WHAT NEEDS TO BE DONE » All lines in the listing below that hold the string "never" are to be tallied, with only the total reported.

################

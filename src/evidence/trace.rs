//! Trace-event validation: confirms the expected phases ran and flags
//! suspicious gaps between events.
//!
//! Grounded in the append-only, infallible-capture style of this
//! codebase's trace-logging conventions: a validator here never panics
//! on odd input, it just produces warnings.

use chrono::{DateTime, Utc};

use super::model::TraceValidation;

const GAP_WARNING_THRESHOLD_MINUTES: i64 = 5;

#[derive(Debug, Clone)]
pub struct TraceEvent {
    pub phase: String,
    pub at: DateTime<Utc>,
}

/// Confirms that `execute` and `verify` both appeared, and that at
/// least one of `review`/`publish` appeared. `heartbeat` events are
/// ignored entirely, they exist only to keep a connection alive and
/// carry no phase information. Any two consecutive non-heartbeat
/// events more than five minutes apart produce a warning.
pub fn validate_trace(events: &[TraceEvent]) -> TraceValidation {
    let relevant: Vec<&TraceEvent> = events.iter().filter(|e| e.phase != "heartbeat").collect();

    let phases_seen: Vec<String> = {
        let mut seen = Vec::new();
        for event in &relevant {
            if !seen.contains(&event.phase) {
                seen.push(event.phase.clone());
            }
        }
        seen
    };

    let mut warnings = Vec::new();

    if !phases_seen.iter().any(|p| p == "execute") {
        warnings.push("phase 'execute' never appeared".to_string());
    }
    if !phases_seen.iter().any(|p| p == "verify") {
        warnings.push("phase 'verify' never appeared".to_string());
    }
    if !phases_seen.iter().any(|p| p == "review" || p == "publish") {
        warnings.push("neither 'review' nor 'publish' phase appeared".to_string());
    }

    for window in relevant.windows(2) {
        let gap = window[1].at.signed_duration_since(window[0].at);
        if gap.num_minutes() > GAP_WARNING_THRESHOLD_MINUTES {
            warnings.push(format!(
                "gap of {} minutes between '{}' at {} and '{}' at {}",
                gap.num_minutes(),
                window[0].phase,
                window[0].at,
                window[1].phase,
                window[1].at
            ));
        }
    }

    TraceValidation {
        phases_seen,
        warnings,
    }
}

################

ANSWER SECTION » 3